Exercise
Restate word for word the lines of the records below, starting at the line that contains "use tracing::info;" and ending at the line that contains "let (log_tx, _)", with both of those lines included and nothing else.
Extracted entries section start
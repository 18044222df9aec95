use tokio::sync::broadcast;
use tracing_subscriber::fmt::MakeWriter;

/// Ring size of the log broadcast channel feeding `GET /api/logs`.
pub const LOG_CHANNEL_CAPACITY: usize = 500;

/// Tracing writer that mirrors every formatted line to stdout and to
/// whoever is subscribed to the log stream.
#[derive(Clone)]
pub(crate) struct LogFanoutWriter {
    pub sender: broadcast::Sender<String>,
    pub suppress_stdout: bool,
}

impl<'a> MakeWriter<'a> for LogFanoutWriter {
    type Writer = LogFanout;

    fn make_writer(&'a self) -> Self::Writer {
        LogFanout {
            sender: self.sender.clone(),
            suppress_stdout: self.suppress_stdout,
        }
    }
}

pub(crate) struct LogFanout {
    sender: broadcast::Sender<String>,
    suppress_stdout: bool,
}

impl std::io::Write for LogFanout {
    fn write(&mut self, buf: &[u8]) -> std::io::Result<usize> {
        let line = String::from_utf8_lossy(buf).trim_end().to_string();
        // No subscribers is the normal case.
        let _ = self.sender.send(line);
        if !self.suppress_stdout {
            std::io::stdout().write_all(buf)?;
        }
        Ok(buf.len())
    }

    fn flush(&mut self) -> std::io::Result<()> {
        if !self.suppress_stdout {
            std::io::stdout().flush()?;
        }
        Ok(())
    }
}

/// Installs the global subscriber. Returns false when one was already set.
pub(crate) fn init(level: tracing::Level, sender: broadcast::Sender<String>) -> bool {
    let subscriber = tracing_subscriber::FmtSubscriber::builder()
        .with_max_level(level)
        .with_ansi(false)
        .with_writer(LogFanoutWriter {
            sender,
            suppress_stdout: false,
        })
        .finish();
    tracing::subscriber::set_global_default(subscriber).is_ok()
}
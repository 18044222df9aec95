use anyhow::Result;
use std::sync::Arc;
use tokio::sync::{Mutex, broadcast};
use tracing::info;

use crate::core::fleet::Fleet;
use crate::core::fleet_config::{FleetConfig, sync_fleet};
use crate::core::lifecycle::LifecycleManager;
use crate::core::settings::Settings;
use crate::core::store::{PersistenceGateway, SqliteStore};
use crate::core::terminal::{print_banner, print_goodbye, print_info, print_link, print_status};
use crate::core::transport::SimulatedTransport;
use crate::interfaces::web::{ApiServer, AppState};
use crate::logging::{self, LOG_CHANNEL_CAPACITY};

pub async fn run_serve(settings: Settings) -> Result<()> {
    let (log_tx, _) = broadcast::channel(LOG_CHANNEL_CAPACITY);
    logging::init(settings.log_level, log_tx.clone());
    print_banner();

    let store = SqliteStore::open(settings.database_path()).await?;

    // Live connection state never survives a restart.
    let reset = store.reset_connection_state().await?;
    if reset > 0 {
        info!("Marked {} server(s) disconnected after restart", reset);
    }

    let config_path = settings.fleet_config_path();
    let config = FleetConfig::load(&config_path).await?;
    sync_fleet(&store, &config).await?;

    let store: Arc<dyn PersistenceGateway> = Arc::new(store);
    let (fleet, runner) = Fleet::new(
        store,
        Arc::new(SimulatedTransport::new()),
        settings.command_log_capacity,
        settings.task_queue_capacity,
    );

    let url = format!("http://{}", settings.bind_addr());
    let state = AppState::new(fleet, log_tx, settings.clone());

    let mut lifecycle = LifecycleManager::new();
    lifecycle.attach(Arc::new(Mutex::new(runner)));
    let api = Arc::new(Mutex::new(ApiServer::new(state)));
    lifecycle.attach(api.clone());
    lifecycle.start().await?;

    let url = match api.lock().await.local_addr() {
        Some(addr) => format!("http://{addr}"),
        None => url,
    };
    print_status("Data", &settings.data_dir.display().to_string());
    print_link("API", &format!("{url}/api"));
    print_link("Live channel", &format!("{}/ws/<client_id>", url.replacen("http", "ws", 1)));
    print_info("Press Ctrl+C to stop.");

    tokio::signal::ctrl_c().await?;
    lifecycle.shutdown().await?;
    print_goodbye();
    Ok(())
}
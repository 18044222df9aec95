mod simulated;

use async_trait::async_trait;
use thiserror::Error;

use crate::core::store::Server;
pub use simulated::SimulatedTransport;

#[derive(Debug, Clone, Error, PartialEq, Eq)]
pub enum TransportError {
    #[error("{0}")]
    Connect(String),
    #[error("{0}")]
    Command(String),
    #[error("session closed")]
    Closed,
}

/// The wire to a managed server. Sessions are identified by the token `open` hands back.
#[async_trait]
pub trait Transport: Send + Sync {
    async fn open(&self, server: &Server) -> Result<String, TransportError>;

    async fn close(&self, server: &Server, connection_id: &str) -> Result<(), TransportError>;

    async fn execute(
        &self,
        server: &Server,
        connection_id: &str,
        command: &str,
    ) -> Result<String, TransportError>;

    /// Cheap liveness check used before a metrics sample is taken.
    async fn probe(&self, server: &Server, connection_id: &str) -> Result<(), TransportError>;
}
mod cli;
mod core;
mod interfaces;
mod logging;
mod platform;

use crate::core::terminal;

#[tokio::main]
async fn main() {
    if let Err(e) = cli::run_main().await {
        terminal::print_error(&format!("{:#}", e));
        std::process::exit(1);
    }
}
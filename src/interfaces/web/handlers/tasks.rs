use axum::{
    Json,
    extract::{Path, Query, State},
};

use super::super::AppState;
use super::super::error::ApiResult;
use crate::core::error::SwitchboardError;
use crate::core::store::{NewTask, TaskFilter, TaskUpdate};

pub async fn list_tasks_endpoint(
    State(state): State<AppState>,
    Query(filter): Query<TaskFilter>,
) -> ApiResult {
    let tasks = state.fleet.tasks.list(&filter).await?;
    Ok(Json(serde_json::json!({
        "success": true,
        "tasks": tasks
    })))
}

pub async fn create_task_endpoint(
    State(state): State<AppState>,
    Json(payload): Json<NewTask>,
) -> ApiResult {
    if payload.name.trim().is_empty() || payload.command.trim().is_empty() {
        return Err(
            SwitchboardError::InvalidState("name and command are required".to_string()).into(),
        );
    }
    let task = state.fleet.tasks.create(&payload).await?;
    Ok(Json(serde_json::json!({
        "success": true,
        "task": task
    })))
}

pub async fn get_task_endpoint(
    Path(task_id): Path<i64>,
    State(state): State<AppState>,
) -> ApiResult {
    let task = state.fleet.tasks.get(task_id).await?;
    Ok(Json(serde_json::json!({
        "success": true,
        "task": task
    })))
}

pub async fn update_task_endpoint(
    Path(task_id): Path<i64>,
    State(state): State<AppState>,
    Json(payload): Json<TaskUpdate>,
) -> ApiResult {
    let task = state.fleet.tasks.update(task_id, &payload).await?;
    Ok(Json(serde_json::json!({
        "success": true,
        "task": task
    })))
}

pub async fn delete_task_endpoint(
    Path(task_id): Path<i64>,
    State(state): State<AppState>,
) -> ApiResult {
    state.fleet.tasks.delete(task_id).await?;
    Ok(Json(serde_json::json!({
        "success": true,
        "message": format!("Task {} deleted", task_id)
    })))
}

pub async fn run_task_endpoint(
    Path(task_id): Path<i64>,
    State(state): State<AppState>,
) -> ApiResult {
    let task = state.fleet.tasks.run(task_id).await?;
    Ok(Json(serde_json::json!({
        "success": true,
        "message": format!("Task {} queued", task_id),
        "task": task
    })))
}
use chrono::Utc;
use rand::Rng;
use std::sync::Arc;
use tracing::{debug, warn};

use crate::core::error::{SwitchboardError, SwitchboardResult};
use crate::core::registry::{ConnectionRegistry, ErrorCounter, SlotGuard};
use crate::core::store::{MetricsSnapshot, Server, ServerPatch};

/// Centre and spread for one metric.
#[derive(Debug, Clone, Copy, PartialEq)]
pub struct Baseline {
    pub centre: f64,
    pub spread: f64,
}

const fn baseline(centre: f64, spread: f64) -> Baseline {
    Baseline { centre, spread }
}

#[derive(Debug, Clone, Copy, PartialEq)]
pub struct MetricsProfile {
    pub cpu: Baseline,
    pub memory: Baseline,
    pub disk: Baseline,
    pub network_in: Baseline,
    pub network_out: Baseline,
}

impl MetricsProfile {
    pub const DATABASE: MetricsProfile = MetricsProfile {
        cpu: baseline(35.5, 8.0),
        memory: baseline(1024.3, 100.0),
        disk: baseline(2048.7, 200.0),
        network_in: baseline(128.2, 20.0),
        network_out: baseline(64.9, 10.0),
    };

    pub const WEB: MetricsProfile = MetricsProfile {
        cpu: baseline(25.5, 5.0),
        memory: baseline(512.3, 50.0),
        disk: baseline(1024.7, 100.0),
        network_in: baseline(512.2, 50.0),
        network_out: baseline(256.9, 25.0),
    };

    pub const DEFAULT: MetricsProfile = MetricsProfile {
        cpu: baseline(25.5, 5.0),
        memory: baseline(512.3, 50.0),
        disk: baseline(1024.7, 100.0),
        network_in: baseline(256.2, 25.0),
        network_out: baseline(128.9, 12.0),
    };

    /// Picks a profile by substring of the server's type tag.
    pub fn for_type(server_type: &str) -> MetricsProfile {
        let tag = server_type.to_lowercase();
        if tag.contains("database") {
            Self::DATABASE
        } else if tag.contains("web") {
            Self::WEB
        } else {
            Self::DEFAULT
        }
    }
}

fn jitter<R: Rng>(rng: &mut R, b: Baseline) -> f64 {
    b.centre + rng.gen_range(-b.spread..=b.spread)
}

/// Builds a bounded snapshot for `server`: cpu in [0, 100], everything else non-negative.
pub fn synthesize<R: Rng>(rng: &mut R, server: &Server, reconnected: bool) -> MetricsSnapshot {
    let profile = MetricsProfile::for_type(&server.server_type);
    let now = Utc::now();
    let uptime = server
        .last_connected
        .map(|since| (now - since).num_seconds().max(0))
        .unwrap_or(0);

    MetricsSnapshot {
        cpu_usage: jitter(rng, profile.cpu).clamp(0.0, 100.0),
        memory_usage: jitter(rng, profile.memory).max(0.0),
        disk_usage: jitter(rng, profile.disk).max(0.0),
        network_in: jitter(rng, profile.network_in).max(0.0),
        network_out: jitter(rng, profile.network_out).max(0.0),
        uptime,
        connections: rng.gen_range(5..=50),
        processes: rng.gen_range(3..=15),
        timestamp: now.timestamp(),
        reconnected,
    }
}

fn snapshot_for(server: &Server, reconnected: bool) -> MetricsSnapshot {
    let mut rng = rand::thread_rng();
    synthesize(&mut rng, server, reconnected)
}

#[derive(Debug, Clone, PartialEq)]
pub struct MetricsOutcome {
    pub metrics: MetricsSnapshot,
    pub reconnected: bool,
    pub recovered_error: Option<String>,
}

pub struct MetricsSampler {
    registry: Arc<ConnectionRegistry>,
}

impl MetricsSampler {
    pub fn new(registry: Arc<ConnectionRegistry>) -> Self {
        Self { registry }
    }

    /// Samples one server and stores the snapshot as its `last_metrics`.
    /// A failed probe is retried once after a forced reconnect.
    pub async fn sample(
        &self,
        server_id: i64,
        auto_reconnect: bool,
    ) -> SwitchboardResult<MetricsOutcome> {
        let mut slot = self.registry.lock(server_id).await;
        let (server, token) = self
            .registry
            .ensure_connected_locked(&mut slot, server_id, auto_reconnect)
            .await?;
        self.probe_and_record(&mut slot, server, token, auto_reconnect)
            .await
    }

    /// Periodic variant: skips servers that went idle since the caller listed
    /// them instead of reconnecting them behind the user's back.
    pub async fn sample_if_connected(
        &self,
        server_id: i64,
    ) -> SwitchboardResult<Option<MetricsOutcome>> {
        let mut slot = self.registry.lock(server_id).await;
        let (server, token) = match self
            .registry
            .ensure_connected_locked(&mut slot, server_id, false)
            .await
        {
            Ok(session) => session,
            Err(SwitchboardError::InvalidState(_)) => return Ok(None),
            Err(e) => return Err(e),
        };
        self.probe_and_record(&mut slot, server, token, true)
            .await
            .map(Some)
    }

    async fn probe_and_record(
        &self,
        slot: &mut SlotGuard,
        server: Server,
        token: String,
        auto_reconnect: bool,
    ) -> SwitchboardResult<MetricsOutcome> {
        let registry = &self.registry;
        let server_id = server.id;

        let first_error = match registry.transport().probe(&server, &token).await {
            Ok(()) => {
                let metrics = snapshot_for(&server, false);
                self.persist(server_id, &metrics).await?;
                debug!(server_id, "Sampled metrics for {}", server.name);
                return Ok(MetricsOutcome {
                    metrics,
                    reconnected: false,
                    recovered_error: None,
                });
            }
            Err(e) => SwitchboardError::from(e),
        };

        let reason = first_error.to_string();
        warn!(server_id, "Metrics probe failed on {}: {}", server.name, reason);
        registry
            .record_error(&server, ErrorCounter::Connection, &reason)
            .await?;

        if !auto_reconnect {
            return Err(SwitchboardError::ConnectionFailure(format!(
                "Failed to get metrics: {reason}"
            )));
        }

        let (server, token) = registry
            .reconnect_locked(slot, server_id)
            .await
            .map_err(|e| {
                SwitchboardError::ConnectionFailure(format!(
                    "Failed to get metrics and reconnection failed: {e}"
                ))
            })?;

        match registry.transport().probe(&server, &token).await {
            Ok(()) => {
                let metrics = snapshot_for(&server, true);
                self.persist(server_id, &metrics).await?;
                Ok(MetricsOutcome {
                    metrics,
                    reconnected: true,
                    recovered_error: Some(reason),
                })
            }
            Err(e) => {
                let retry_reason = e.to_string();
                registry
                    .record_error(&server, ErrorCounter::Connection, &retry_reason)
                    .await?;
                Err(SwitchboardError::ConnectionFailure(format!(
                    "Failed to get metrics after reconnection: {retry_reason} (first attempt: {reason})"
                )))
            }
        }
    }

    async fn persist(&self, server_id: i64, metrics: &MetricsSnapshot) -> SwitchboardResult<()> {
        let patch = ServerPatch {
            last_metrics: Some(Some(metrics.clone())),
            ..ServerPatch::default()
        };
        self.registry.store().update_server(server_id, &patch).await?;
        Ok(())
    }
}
Extracted entries section end
Answer to this exercise
use tracing::info;

use crate::core::fleet::Fleet;
use crate::core::fleet_config::{FleetConfig, sync_fleet};
use crate::core::lifecycle::LifecycleManager;
use crate::core::settings::Settings;
use crate::core::store::{PersistenceGateway, SqliteStore};
use crate::core::terminal::{print_banner, print_goodbye, print_info, print_link, print_status};
use crate::core::transport::SimulatedTransport;
use crate::interfaces::web::{ApiServer, AppState};
use crate::logging::{self, LOG_CHANNEL_CAPACITY};

pub async fn run_serve(settings: Settings) -> Result<()> {
    let (log_tx, _) = broadcast::channel(LOG_CHANNEL_CAPACITY);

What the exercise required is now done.